Весьма огорчен был также и император - ему всегда хотелось завести при дворе парочку святых, но все не удавалось. И вот, в кои веки такой святой нашелся - и на тебе, тотчас исчез.

- Почему при моем дворе не задерживаются святые, а, мужики? - горестно недоумевал владыка Некитая. - Ах, какие бы милости пролил я на него теперь!..

- Да, да! - сострадал хор придворных. - Почему мы так поздно оценили графа?

Однако прошедшего воротить было нельзя, и, как это всегда бывает, все пытались наверстать упущенное, осыпая милостями того, кто был ближайшим соратником скрывшегося святого. Крюшона ублажали так, что теперь уже он мог обмазать трон соплями вместо графа,- впрочем, делать это аббат не спешил то ли сказывалось присущее всем иезуитам самообладание и умение противиться искушению, то ли аббат просто приберегал это напоследок. Зато палач как-то подошел к аббату и пробубнил, не глядя ему в глаза, что, дескать, он теперь тоже не возражает - если хочет, то аббат тоже может разок постоять на фелляции.

Ну, а что касается англо-германского влияния при дворе, то от него не осталось ни малейшего запаха. Тапкин и Пфлюген не смели и пикнуть, даже когда аббат наложил на них епитимью: британцу он велел сбрить бакенбарды и поститься, то есть не есть скоромного, каждую пятницу-субботу-воскресеньепонедельник-вторник-четверг, а Пфлюгену вменялось выучить итальянский под началом де Перастини, а еще совершать естественные отправления исключительно стоя на голове.

Мало того, видя, как ревностно взялся аббат наставлять европейскую паству, император, желая сделать приятное последнему из некитайских французов, отрядил ему в постоянное пользование двух некитайских рикш. Один из них неотличимо походил на прусского посла барона фон Пфлюгена-Пфланцена, а другой был вылитый лорд Тапкин. Даже в одежде эти двое рикш ухитрялись полностью копировать европейцев: двойник Тапкина носил белый смокинг в красный горошек и шаровары, а подражатель барона Пфлю одевал расклешенное трико и великолепную бухенвальдскую пижаму в черно-белую клетку. Разумеется, оба не забывали и про галстук - эта деталь европейского костюма была у обоих рикш образцово элегантна.
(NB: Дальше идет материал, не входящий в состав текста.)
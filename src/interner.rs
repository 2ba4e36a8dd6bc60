use nutype::nutype;
use std::collections::HashMap;

#[nutype]
#[derive(Debug, Clone, Copy, PartialEq, Eq, Hash)]
/// An interned string handle.
///
/// A `Sym` is a 4-byte stand-in for a string stored in a [`StringPool`].
/// Two `Sym`s compare equal exactly when the strings they were interned
/// from are equal, so hierarchy maps and per-type statistics can be keyed
/// by `Sym` instead of owned strings.
pub struct Sym(u32);

/// A canonicalization table for strings that repeat across millions of
/// GFF3 records (type names, biotypes, seqids, and the `ID`/`Parent`
/// linkage strings).
///
/// Each distinct string is stored once; [`StringPool::intern`] returns the
/// same [`Sym`] for every later occurrence, and [`StringPool::resolve`]
/// maps a [`Sym`] back to its string. Interning the linkage strings means
/// a child's `Parent` value shares storage with its parent's `ID`, which
/// is what keeps the id→node maps compact on genome-scale inputs.
pub struct StringPool {
    lookup: HashMap<Box<str>, Sym>,
    strings: Vec<Box<str>>,
}

impl StringPool {
    pub fn new() -> StringPool {
        StringPool {
            lookup: HashMap::with_capacity(1_0000),
            strings: Vec::with_capacity(1_0000),
        }
    }

    /// Returns the canonical [`Sym`] for `s`, inserting it on first sight.
    pub fn intern(&mut self, s: &str) -> Sym {
        if let Some(&sym) = self.lookup.get(s) {
            return sym;
        }
        let sym = Sym::new(self.strings.len() as u32);
        let owned: Box<str> = Box::from(s);
        self.strings.push(owned.clone());
        self.lookup.insert(owned, sym);
        sym
    }

    /// Maps a [`Sym`] back to the string it was interned from.
    ///
    /// # Panics
    ///
    /// Panics if `sym` was produced by a different pool.
    pub fn resolve(&self, sym: Sym) -> &str {
        &self.strings[sym.into_inner() as usize]
    }

    pub fn len(&self) -> usize {
        self.strings.len()
    }

    pub fn is_empty(&self) -> bool {
        self.strings.is_empty()
    }
}

impl Default for StringPool {
    fn default() -> Self {
        StringPool::new()
    }
}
Сходство некитайских рикш с послами не переставало изумлять аббата. Он все хотел показать Тапкину и Пфлюгену эту поразительную способность рикш-некитайцев к мимикрии, но это ему из раза в раз не удавалось. Крюшон обычно звал с собой де Перастини и, сев с ним в коляску, спешил к дому Пфлюгена.

- Ах, ну наконец-то я покажу нашему славному немцу того, кто во всем ему слепо подражает,- заранее радовался аббат.

Но прибыв на место, аббат неизменно узнавал, что его благородия барона фон Пфлюгена нет дома.